By: posthumous
[2004-05-09]
Zirealism
yer Sunday comix
Despite a conspicuous lack of posts on thingsihate, I own many of the firsts. Posthumous: you get a lot of flak, but you make a fine comic. Biscuit: shut the hell up. Seriously. Dude. Noone cares. Annna, Pop: I look forward to your excellent, though infrequent, contributions. As to the comic itself; each policeman has an entirely different crotch configuration--are we to believe Cop 1 is less of a man than cop 2? Discuss.
A Fateful Encounter: FutureDylan upon his arrival to New Orleans circa 1973.

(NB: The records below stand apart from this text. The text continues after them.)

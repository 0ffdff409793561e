//! Random test-data generators
//!
//! [`DataGenerator`] wraps any [`Rng`]; the default one draws from the
//! thread-local generator, tests use a seeded `StdRng` for reproducible
//! output.

use super::{sql, validation};
use crate::contract::UtilsError;
use rand::rngs::ThreadRng;
use rand::seq::IndexedRandom;
use rand::Rng;
use std::net::Ipv4Addr;

/// Inclusive bounds of the three RFC 1918 private ranges
pub const PRIVATE_RANGES: [(Ipv4Addr, Ipv4Addr); 3] = [
    (Ipv4Addr::new(10, 0, 0, 0), Ipv4Addr::new(10, 255, 255, 255)),
    (Ipv4Addr::new(172, 16, 0, 0), Ipv4Addr::new(172, 31, 255, 255)),
    (Ipv4Addr::new(192, 168, 0, 0), Ipv4Addr::new(192, 168, 255, 255)),
];

/// Vendor prefix used when the caller has none of their own
pub const DEFAULT_OUIS: &[&str] = &["ab:ab:ab"];

/// Smallest serial number produced by [`DataGenerator::get_random_serial_number`]
pub const SERIAL_MIN: u64 = 10_000_000;

/// Largest serial number produced by [`DataGenerator::get_random_serial_number`]
pub const SERIAL_MAX: u64 = 999_999_999_999_999;

/// Date format of [`DataGenerator::get_today_date`]
pub const DATE_FORMAT: &str = "%Y-%m-%d";

/// Random generator for addresses, serials and dates
#[derive(Debug, Clone)]
pub struct DataGenerator<R = ThreadRng> {
    rng: R,
}

impl DataGenerator<ThreadRng> {
    /// Generator backed by the thread-local RNG
    pub fn new() -> Self {
        Self { rng: rand::rng() }
    }
}

impl Default for DataGenerator<ThreadRng> {
    fn default() -> Self {
        Self::new()
    }
}

impl<R: Rng> DataGenerator<R> {
    /// Generator backed by the given RNG
    pub fn with_rng(rng: R) -> Self {
        Self { rng }
    }

    /// Any IPv4 address, octets uniform in `0..=255`
    pub fn generate_ipv4(&mut self) -> Ipv4Addr {
        Ipv4Addr::from(self.rng.random::<[u8; 4]>())
    }

    /// Dotted-decimal form of [`generate_ipv4`](Self::generate_ipv4)
    pub fn generate_ip(&mut self) -> String {
        self.generate_ipv4().to_string()
    }

    /// Address drawn from one of [`PRIVATE_RANGES`]
    ///
    /// The range is picked first, uniformly, then an address inside it.
    pub fn generate_private_ipv4(&mut self) -> Ipv4Addr {
        let idx = self.rng.random_range(0..PRIVATE_RANGES.len());
        let (start, end) = PRIVATE_RANGES[idx];
        Ipv4Addr::from(self.rng.random_range(u32::from(start)..=u32::from(end)))
    }

    /// Dotted-decimal form of [`generate_private_ipv4`](Self::generate_private_ipv4)
    pub fn generate_private_ip(&mut self) -> String {
        self.generate_private_ipv4().to_string()
    }

    /// Fully random MAC address, lowercase, e.g. `3c:0f:a1:00:9e:7b`
    pub fn generate_mac(&mut self) -> String {
        let bytes: [u8; 6] = self.rng.random();
        format_hex_pairs(&bytes)
    }

    /// MAC address starting with one of `ouis`, upper-cased
    ///
    /// Pass [`DEFAULT_OUIS`] for the stock prefix. Every entry is validated
    /// before one is picked, so a single malformed prefix always fails.
    pub fn generate_mac_oui(&mut self, ouis: &[&str]) -> Result<String, UtilsError> {
        let prefixes = ouis
            .iter()
            .map(|oui| validation::normalize_oui(oui))
            .collect::<Result<Vec<_>, _>>()?;
        let prefix = prefixes.choose(&mut self.rng).ok_or(UtilsError::EmptyOuiList)?;
        let tail: [u8; 3] = self.rng.random();
        Ok(format!("{}:{}", prefix, format_hex_pairs(&tail).to_ascii_uppercase()))
    }

    /// Today's local date as `YYYY-MM-DD`
    pub fn get_today_date(&self) -> String {
        chrono::Local::now().format(DATE_FORMAT).to_string()
    }

    /// Decimal serial number within `SERIAL_MIN..=SERIAL_MAX`
    pub fn get_random_serial_number(&mut self) -> String {
        self.rng.random_range(SERIAL_MIN..=SERIAL_MAX).to_string()
    }

    /// `"?, ?, ..."` with one placeholder per item
    pub fn repeat_in_query_placeholders<T>(&self, items: &[T]) -> String {
        sql::repeat_in_query_placeholders(items)
    }
}

fn format_hex_pairs(bytes: &[u8]) -> String {
    bytes
        .iter()
        .map(|b| format!("{:02x}", b))
        .collect::<Vec<_>>()
        .join(":")
}
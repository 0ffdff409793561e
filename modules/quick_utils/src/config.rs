//! Configuration for the database wrappers
//!
//! Both sections are optional so a script can configure only the store it
//! talks to. [`Config::load`] layers a YAML file under environment variables
//! prefixed with `QUICK_UTILS__`.

use figment::providers::{Env, Format, Yaml};
use figment::Figment;
use serde::Deserialize;
use std::path::Path;
use std::time::Duration;

/// Environment prefix; nested keys are separated by `__`
pub const ENV_PREFIX: &str = "QUICK_UTILS__";

/// Configuration loading failure
#[derive(Debug, thiserror::Error)]
#[error("failed to load configuration: {0}")]
pub struct ConfigError(#[from] figment::Error);

/// Top-level configuration
#[derive(Debug, Clone, Default, Deserialize)]
#[serde(deny_unknown_fields)]
pub struct Config {
    /// Relational store connection
    #[serde(default)]
    pub mysql: Option<MysqlConfig>,

    /// Column store connection
    #[serde(default)]
    pub cassandra: Option<CassandraConfig>,
}

impl Config {
    /// Load from a YAML file, then apply `QUICK_UTILS__*` environment overrides
    ///
    /// A missing file is not an error; the environment alone may configure
    /// everything.
    pub fn load(path: impl AsRef<Path>) -> Result<Self, ConfigError> {
        let cfg = Figment::new()
            .merge(Yaml::file(path.as_ref()))
            .merge(Env::prefixed(ENV_PREFIX).split("__"))
            .extract()?;
        Ok(cfg)
    }
}

/// MySQL connection settings
#[derive(Debug, Clone, Deserialize)]
#[serde(deny_unknown_fields)]
pub struct MysqlConfig {
    pub host: String,

    /// Database (schema) name
    #[serde(alias = "db")]
    pub database: String,

    pub user: String,

    #[serde(default)]
    pub password: String,

    #[serde(default = "default_mysql_port")]
    pub port: u16,
}

impl MysqlConfig {
    pub fn new(
        host: impl Into<String>,
        database: impl Into<String>,
        user: impl Into<String>,
        password: impl Into<String>,
    ) -> Self {
        Self {
            host: host.into(),
            database: database.into(),
            user: user.into(),
            password: password.into(),
            port: default_mysql_port(),
        }
    }

    pub fn with_port(mut self, port: u16) -> Self {
        self.port = port;
        self
    }
}

/// Cassandra connection settings
#[derive(Debug, Clone, Deserialize)]
#[serde(deny_unknown_fields)]
pub struct CassandraConfig {
    /// Contact points; a host may carry its own `:port`
    pub hosts: Vec<String>,

    pub keyspace: String,

    pub user: String,

    #[serde(default)]
    pub password: String,

    #[serde(default = "default_cassandra_port")]
    pub port: u16,

    /// Consistency level name, validated when connecting
    #[serde(default = "default_consistency_level")]
    pub consistency_level: String,

    /// Per-request timeout
    #[serde(default = "default_timeout", with = "humantime_serde")]
    pub timeout: Duration,
}

impl CassandraConfig {
    pub fn new(
        hosts: impl IntoIterator<Item = impl Into<String>>,
        keyspace: impl Into<String>,
        user: impl Into<String>,
        password: impl Into<String>,
    ) -> Self {
        Self {
            hosts: hosts.into_iter().map(Into::into).collect(),
            keyspace: keyspace.into(),
            user: user.into(),
            password: password.into(),
            port: default_cassandra_port(),
            consistency_level: default_consistency_level(),
            timeout: default_timeout(),
        }
    }

    pub fn with_port(mut self, port: u16) -> Self {
        self.port = port;
        self
    }

    pub fn with_consistency_level(mut self, level: impl Into<String>) -> Self {
        self.consistency_level = level.into();
        self
    }

    pub fn with_timeout(mut self, timeout: Duration) -> Self {
        self.timeout = timeout;
        self
    }
}

fn default_mysql_port() -> u16 {
    3306
}

fn default_cassandra_port() -> u16 {
    9042
}

fn default_consistency_level() -> String {
    "QUORUM".to_string()
}

fn default_timeout() -> Duration {
    Duration::from_secs(30)
}
//! Common test utilities and live-server settings
#![allow(dead_code)]

use quick_utils::{CassandraConfig, MysqlConfig};
use std::sync::Once;
use testcontainers_modules::mysql::Mysql;
use testcontainers_modules::testcontainers::runners::AsyncRunner;
use testcontainers_modules::testcontainers::ContainerAsync;

static TRACING: Once = Once::new();

/// Route crate logs to the test harness; filter with `RUST_LOG`
pub fn init_tracing() {
    TRACING.call_once(|| {
        let _ = tracing_subscriber::fmt()
            .with_env_filter(tracing_subscriber::EnvFilter::from_default_env())
            .with_test_writer()
            .try_init();
    });
}

pub fn print_test_header(test_name: &str, purpose: &[&str]) {
    println!("\n🧪 TEST: {}", test_name);
    if let Some(first) = purpose.first() {
        println!("📋 PURPOSE: {}", first);
    }
    for line in purpose.iter().skip(1) {
        println!("   {}", line);
    }
}

fn env_or(key: &str, default: &str) -> String {
    std::env::var(key).unwrap_or_else(|_| default.to_string())
}

/// MySQL server a test talks to; a started container lives as long as this
pub struct MysqlServer {
    pub config: MysqlConfig,
    _container: Option<ContainerAsync<Mysql>>,
}

/// Server for the MySQL wrapper tests
///
/// With `TEST_MYSQL_HOST` set the tests use that server (see
/// [`live_mysql_config`]). Otherwise a throwaway MySQL container is started;
/// `None` means docker is unavailable and the caller skips.
pub async fn mysql_server() -> Option<MysqlServer> {
    if std::env::var("TEST_MYSQL_HOST").is_ok() {
        return Some(MysqlServer {
            config: live_mysql_config(),
            _container: None,
        });
    }

    let container = match Mysql::default().start().await {
        Ok(container) => container,
        Err(e) => {
            println!("⏭️  SKIPPED: cannot start MySQL container: {}", e);
            return None;
        }
    };
    let host = container.get_host().await.ok()?.to_string();
    let port = container.get_host_port_ipv4(3306).await.ok()?;

    // the image creates database `test` with a password-less root
    Some(MysqlServer {
        config: MysqlConfig::new(host, "test", "root", "").with_port(port),
        _container: Some(container),
    })
}

/// MySQL server given through the environment
///
/// Reads `TEST_MYSQL_HOST`, `TEST_MYSQL_PORT`, `TEST_MYSQL_DATABASE`,
/// `TEST_MYSQL_USER` and `TEST_MYSQL_PASSWORD`.
pub fn live_mysql_config() -> MysqlConfig {
    let port = env_or("TEST_MYSQL_PORT", "3306").parse().unwrap_or(3306);
    MysqlConfig::new(
        env_or("TEST_MYSQL_HOST", "127.0.0.1"),
        env_or("TEST_MYSQL_DATABASE", "test"),
        env_or("TEST_MYSQL_USER", "root"),
        env_or("TEST_MYSQL_PASSWORD", "root"),
    )
    .with_port(port)
}

/// Cassandra cluster used by the `#[ignore]`d live tests
///
/// Reads `TEST_CASSANDRA_HOSTS` (comma separated), `TEST_CASSANDRA_KEYSPACE`,
/// `TEST_CASSANDRA_USER` and `TEST_CASSANDRA_PASSWORD`. The keyspace must
/// already exist.
pub fn live_cassandra_config() -> CassandraConfig {
    let hosts: Vec<String> = env_or("TEST_CASSANDRA_HOSTS", "127.0.0.1")
        .split(',')
        .map(|h| h.trim().to_string())
        .filter(|h| !h.is_empty())
        .collect();
    CassandraConfig::new(
        hosts,
        env_or("TEST_CASSANDRA_KEYSPACE", "quick_utils_test"),
        env_or("TEST_CASSANDRA_USER", "cassandra"),
        env_or("TEST_CASSANDRA_PASSWORD", "cassandra"),
    )
    .with_consistency_level("ONE")
}
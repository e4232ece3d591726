//! Frequency-response sampling along the imaginary axis.
//!
//! Both samplers evaluate the shared `Polynomial::eval` routine at
//! `s = jω` and are independent across sample points, so the sweeps run on
//! the rayon thread pool. The sequential RK4 simulation in
//! [`crate::transient`] is never parallelized.

use std::f64::consts::TAU;

use num_complex::Complex;
use rayon::prelude::*;
use serde::Serialize;

use routhier_core::TransferFunction;

/// Number of sample points per sweep.
pub const SAMPLE_COUNT: usize = 100;

/// Bode sweep range: 10^BODE_DECADE_MIN .. 10^BODE_DECADE_MAX rad/s.
pub const BODE_DECADE_MIN: f64 = -2.0;
pub const BODE_DECADE_MAX: f64 = 2.0;

/// One point of the Nyquist curve in the complex plane.
#[derive(Debug, Clone, Copy, PartialEq, Serialize)]
pub struct NyquistPoint {
    pub real: f64,
    pub imag: f64,
}

/// Nyquist sweep result.
#[derive(Debug, Clone, PartialEq, Serialize)]
pub struct NyquistResponse {
    /// `N(jω)/D(jω)` traced over the sweep.
    pub points: Vec<NyquistPoint>,
    /// How many sampled points have negative real part.
    ///
    /// A coarse proxy for encirclements of the critical point, not a
    /// winding-number computation. Kept under this name so callers cannot
    /// mistake it for a rigorous encirclement count.
    pub negative_real_samples: usize,
}

/// Bode sweep result: parallel frequency, magnitude, and phase sequences.
#[derive(Debug, Clone, PartialEq, Serialize)]
pub struct BodeResponse {
    /// Sample frequencies (rad/s), logarithmically spaced.
    pub frequencies: Vec<f64>,
    /// `20·log10(|N(jω)| / |D(jω)|)`.
    pub magnitude_db: Vec<f64>,
    /// `arg N(jω) − arg D(jω)` in degrees.
    pub phase_deg: Vec<f64>,
}

/// Sample the Nyquist curve over 100 uniform frequencies in `[0, 2π)`.
pub fn sample_nyquist(tf: &TransferFunction) -> NyquistResponse {
    let points: Vec<NyquistPoint> = (0..SAMPLE_COUNT)
        .into_par_iter()
        .map(|i| {
            let omega = TAU * (i as f64) / (SAMPLE_COUNT as f64);
            let h = tf.eval(Complex::new(0.0, omega));
            if !h.re.is_finite() || !h.im.is_finite() {
                log::warn!("Nyquist sample at ω = {omega} hit a pole on the imaginary axis");
            }
            NyquistPoint {
                real: h.re,
                imag: h.im,
            }
        })
        .collect();

    let negative_real_samples = points.iter().filter(|p| p.real < 0.0).count();

    NyquistResponse {
        points,
        negative_real_samples,
    }
}

/// Sample magnitude and phase over 100 log-spaced frequencies spanning
/// the fixed decade range.
pub fn sample_bode(tf: &TransferFunction) -> BodeResponse {
    let frequencies: Vec<f64> = (0..SAMPLE_COUNT)
        .map(|i| {
            let t = (i as f64) / ((SAMPLE_COUNT - 1) as f64);
            10f64.powf(BODE_DECADE_MIN + (BODE_DECADE_MAX - BODE_DECADE_MIN) * t)
        })
        .collect();

    let samples: Vec<(f64, f64)> = frequencies
        .par_iter()
        .map(|&omega| {
            let s = Complex::new(0.0, omega);
            let num = tf.numerator().eval(s);
            let den = tf.denominator().eval(s);
            let magnitude_db = 20.0 * (num.norm() / den.norm()).log10();
            let phase_deg = (num.arg() - den.arg()).to_degrees();
            (magnitude_db, phase_deg)
        })
        .collect();

    let (magnitude_db, phase_deg) = samples.into_iter().unzip();

    BodeResponse {
        frequencies,
        magnitude_db,
        phase_deg,
    }
}

#[cfg(test)]
mod tests {
    use super::*;

    #[test]
    fn nyquist_has_expected_sample_count() {
        let tf = TransferFunction::new(&[1.0], &[1.0, 1.0]).unwrap();
        let response = sample_nyquist(&tf);
        assert_eq!(response.points.len(), SAMPLE_COUNT);
    }

    #[test]
    fn nyquist_starts_at_dc_gain() {
        // 2/(s+1) has DC gain 2
        let tf = TransferFunction::new(&[2.0], &[1.0, 1.0]).unwrap();
        let response = sample_nyquist(&tf);
        assert!((response.points[0].real - 2.0).abs() < 1e-12);
        assert!(response.points[0].imag.abs() < 1e-12);
    }

    #[test]
    fn negative_real_tally_is_a_sample_count_not_a_winding_number() {
        // (s-1)/(s+1) maps low frequencies into the left half plane; the
        // tally counts those samples, nothing more.
        let tf = TransferFunction::new(&[1.0, -1.0], &[1.0, 1.0]).unwrap();
        let response = sample_nyquist(&tf);
        assert!(response.negative_real_samples > 0);
        assert!(response.negative_real_samples <= SAMPLE_COUNT);
        assert_eq!(
            response.negative_real_samples,
            response.points.iter().filter(|p| p.real < 0.0).count()
        );
    }

    #[test]
    fn bode_sweep_is_log_spaced_over_the_decade_range() {
        let tf = TransferFunction::new(&[1.0], &[1.0, 1.0]).unwrap();
        let response = sample_bode(&tf);
        assert_eq!(response.frequencies.len(), SAMPLE_COUNT);
        assert!((response.frequencies[0] - 1e-2).abs() < 1e-12);
        assert!((response.frequencies[SAMPLE_COUNT - 1] - 1e2).abs() < 1e-10);
        // Uniform ratio between consecutive samples
        let r0 = response.frequencies[1] / response.frequencies[0];
        let r1 = response.frequencies[51] / response.frequencies[50];
        assert!((r0 - r1).abs() < 1e-9);
    }

    #[test]
    fn first_order_magnitude_and_phase() {
        // 1/(s+1): at ω = 1, |H| = -3.01 dB and phase = -45°
        let tf = TransferFunction::new(&[1.0], &[1.0, 1.0]).unwrap();
        let s = Complex::new(0.0, 1.0);
        let num = tf.numerator().eval(s);
        let den = tf.denominator().eval(s);
        let mag_db = 20.0 * (num.norm() / den.norm()).log10();
        let phase = (num.arg() - den.arg()).to_degrees();
        assert!((mag_db + 3.0103).abs() < 1e-3);
        assert!((phase + 45.0).abs() < 1e-9);
    }

    #[test]
    fn static_gain_has_flat_response() {
        let tf = TransferFunction::new(&[10.0], &[1.0]).unwrap();
        let response = sample_bode(&tf);
        for (mag, phase) in response.magnitude_db.iter().zip(&response.phase_deg) {
            assert!((mag - 20.0).abs() < 1e-9);
            assert!(phase.abs() < 1e-9);
        }
    }
}
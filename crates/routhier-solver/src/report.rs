//! Plain-text explanations for analysis results.
//!
//! Kept out of the numeric core: [`crate::AnalysisResult`] carries data
//! only, and this module turns it into display strings on demand.

use num_complex::Complex;

use crate::analysis::AnalysisResult;
use crate::classify::Stability;

/// One-sentence verdict suitable for a summary line.
pub fn summary(result: &AnalysisResult) -> String {
    let stability = match result.stability {
        Stability::Stable => "stable",
        Stability::Unstable => "unstable",
    };
    let phase = if result.non_minimum_phase {
        "non-minimum phase"
    } else {
        "minimum phase"
    };
    format!(
        "The system is {stability}. Pole-zero analysis indicates {phase} behavior."
    )
}

/// Multi-line explanation: verdict plus pole and zero listings.
pub fn explanation(result: &AnalysisResult) -> Vec<String> {
    let mut lines = vec![summary(result)];

    if result.poles.is_empty() {
        lines.push("Poles: none (constant denominator).".to_string());
    } else {
        lines.push(format!("Poles: {}.", format_roots(&result.poles)));
    }
    if result.zeros.is_empty() {
        lines.push("Zeros: none.".to_string());
    } else {
        lines.push(format!("Zeros: {}.", format_roots(&result.zeros)));
    }

    match result.stability {
        Stability::Stable => lines.push(
            "All poles lie in the open left half plane, so bounded inputs \
             produce bounded outputs."
                .to_string(),
        ),
        Stability::Unstable => lines.push(
            "At least one pole lies on or right of the imaginary axis, so \
             the response grows without bound."
                .to_string(),
        ),
    }

    lines
}

fn format_roots(roots: &[Complex<f64>]) -> String {
    roots
        .iter()
        .map(|r| format_root(*r))
        .collect::<Vec<_>>()
        .join(", ")
}

fn format_root(root: Complex<f64>) -> String {
    if root.im == 0.0 {
        format!("{:.4}", root.re)
    } else if root.im > 0.0 {
        format!("{:.4} + {:.4}j", root.re, root.im)
    } else {
        format!("{:.4} - {:.4}j", root.re, -root.im)
    }
}

#[cfg(test)]
mod tests {
    use super::*;
    use crate::analysis::analyze;

    #[test]
    fn stable_minimum_phase_summary() {
        let result = analyze(&[1.0], &[1.0, 3.0, 2.0]).unwrap();
        let text = summary(&result);
        assert!(text.contains("stable"));
        assert!(text.contains("minimum phase"));
        assert!(!text.contains("non-minimum"));
    }

    #[test]
    fn unstable_summary() {
        let result = analyze(&[1.0], &[1.0, -1.0]).unwrap();
        assert!(summary(&result).contains("unstable"));
    }

    #[test]
    fn explanation_lists_roots() {
        let result = analyze(&[1.0, -1.0], &[1.0, 1.0]).unwrap();
        let lines = explanation(&result);
        assert!(lines.iter().any(|l| l.starts_with("Poles: ") && l.contains("-1.0000")));
        assert!(lines.iter().any(|l| l.starts_with("Zeros: ") && l.contains("1.0000")));
    }

    #[test]
    fn complex_roots_format_with_j() {
        assert_eq!(format_root(Complex::new(-1.0, 2.0)), "-1.0000 + 2.0000j");
        assert_eq!(format_root(Complex::new(-1.0, -2.0)), "-1.0000 - 2.0000j");
        assert_eq!(format_root(Complex::new(3.0, 0.0)), "3.0000");
    }
}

What is that cross-hatching for shading called? But the "Dylan" reminds me more of W. B. Burroughs! Hi, Orang! Bienvenidos mi pesadilla!
It must be that "good cop, bad cop" thing goin' on.
well um it's called crosshatching...
I think maybe one cop keeps his donuts in his pants and the other one has crullers.
....not much goin' on here today. Good cop/bad cop for sure!
We all know members of the modern police force regularly wear bulletproof vests and frequently don visored helmets, ballistic shields, and flak jackets when they take on extremely dangerous situations like drunken college-aged protesters/celebrators, but do they wear a cup as the standard package? I guess what I'm asking here is, hypothetically, if I were to be arrested for oh God let's say a drug offense could I knee the fucking pig police officer and then sprint to freedom?
This is all hypothetical since, as we all know, jail time for minor drug offenses is for the young black male, and I will always be much better served by whole-heartedly cooperating with the civil authorities.
So, the one cop is wearing a cup and the other cop is wearing a saucer. The sitting-down guy doesn't have any shoe laces. Did Bob Dylan take them to use for guitar strings?
This made no sense.... Explain to me who Bob Dylan is, unless he has something to do with JTHM or Invader Zim, I do not care. MWAHA!
Are you people blind??? The on on the right is wearing a cup and the one on the left squared cup. The guy on the ground looks like Freddy from those horror movies with the naked chicks in the first 5 minutes which have nothing to do with the orginal plot.
crotch-hatching
pu is two/thirds of a pun
that's funny..
I bet you stink!
In these times that you can't be really certain of who your friends are, isn't it nice to know beyond a doubt that I'm not one of them?
that's so comforting, you're sweet.
Glad to help out, at your cervix service!